-- Data for analysis follows --
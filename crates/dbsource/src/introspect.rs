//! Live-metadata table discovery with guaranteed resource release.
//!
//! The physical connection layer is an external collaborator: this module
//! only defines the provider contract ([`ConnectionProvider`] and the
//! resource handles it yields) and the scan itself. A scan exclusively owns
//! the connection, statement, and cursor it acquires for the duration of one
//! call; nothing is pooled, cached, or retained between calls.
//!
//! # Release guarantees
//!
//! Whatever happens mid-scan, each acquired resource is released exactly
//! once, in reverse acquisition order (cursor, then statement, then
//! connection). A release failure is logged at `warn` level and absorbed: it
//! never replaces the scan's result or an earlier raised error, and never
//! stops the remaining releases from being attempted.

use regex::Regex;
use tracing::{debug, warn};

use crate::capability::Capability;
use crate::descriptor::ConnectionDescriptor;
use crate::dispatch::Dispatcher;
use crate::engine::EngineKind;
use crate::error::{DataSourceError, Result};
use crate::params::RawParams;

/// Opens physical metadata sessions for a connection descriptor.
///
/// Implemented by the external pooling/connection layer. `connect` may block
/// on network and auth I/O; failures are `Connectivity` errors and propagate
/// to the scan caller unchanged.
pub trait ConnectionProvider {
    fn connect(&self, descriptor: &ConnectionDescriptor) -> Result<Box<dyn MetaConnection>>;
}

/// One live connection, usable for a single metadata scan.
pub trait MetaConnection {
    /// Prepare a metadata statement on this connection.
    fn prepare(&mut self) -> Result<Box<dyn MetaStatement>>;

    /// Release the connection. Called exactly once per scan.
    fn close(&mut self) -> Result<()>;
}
-- Data for analysis concluded --
◆ **The problem**
Would you return exactly the lines from the one containing "single metadata scan." through the end of the listing, both included, and only them?

◆ **Answer to the problem**
/// One live connection, usable for a single metadata scan.
pub trait MetaConnection {
    /// Prepare a metadata statement on this connection.
    fn prepare(&mut self) -> Result<Box<dyn MetaStatement>>;

    /// Release the connection. Called exactly once per scan.
    fn close(&mut self) -> Result<()>;
}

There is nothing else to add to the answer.